In my first job, I recall the sausage sandwiches provided by a white faced and overweight cook; he would cut each sausage in half horizontally. They were average but not bad sausages.

I reject the thesis that bad food should emerge from a hot dog stall and that one should simply learn to appreciate it. My recent encounter in Bromley demonstrated my point. On offer at the butcher's stall, along with meat for cooking, sausages were sizzling. Three kinds of sausages - ordinary, Cumberland and pork and apple. I went for ordinary, with onions. The sausages themselves were described as organic, no guarantee but a promising sign. What further reassured me was the sight of the stall holder poking the sausages carefully with a meat thermometer. When I saw this, I said to the stall holder, "You do this properly, don't you?" He looked pleased or maybe he just felt that would be the politic response to my eccentricity. The bread rolls themselves did not look cheap and nasty. It all augured well. I added some mustard and set off, eating along the way. I was not disappointed. Sausage so hot that I had to chase it around my mouth breathing heavily. A meal to cheer.

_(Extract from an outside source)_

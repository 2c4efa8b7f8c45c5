//! HTTP API

pub mod rest;

pub use rest::router::{internal_router, public_router};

Another memorable sausage sandwich was provided to me by a family friend. Andrew Reid took my order the night before, very carefully and methodically taking my instructions: whole grain mustard, bread rather than toast. We had to set off very early in the morning - an icy morning - from rural Buckinghamshire. Keeping me warm on that coldest part of the journey were the contents of the package handed to me by Andrew, wrapped in silver foil.

Tuesday, 6 November 2012

Herrings Alethea

Alethea was my mother's first name. This is the first recipe in the "fish" section of her recipe book and it is written in red biro in handwriting I don't recognise but may be an earlier incarnation of hers.

At the foot of the recipe in brackets is my mother's maiden name, A. Weiss, followed by a word that I cannot read. Next to the name "Herrings Alethea" in different-coloured ink is an address: 111 Woodstock Road Oxford. Was this something she cooked when working as a secretary in Oxford before she went to university? Strangely, someone has crossed out the recipe. But it is still legible and, for the record, here it is below. I don't remember ever having eaten it.

Cut and fillet 1 herring for each person. Lay flat on floured board and place slices of garlic, dabs of French mustard and a few drops of lemon juice. Clean 1 small sweet pepper and a couple of tomatoes, fry them lightly in cooking oil along with a few very thin slices of onion.

Place a few teaspoons of this mixture inside each herring, roll it up and place in a greased baking tin. Plcae remains of tomato/pepper mixture on and around fish and then pour about half a cup of milk over them. (The roes should be chopped up and placed inside the fish.) Season and bake [?] in a low oven until fish is tender.

Sunday, 28 October 2012

Tomato salad

The photograph is authentic but doesn't reflect the point of the dish. A mustardy vinaigrette is all very well but good tomatoes demand nothing more than good olive oil, salt and a few shavings of shallot. The mustard and vinegar only becomes essential if the tomatoes are disappointing: I recommend Dutch if you truly want to experience the fourth state of water.

It is those misshapen tomatoes, almost pumpkin-like, with a taste that burns the back of the throat that are required here. I found some once, in Montagnac market. The friend who had taken me insisted on whisking me past all the stalls until we reached the man at the end who had what appeared to be the contents of his (small) garden on the plastic table. About eight years ago and never forgotten. Lunch of those tomatoes, olive oil and bread to mop the juices.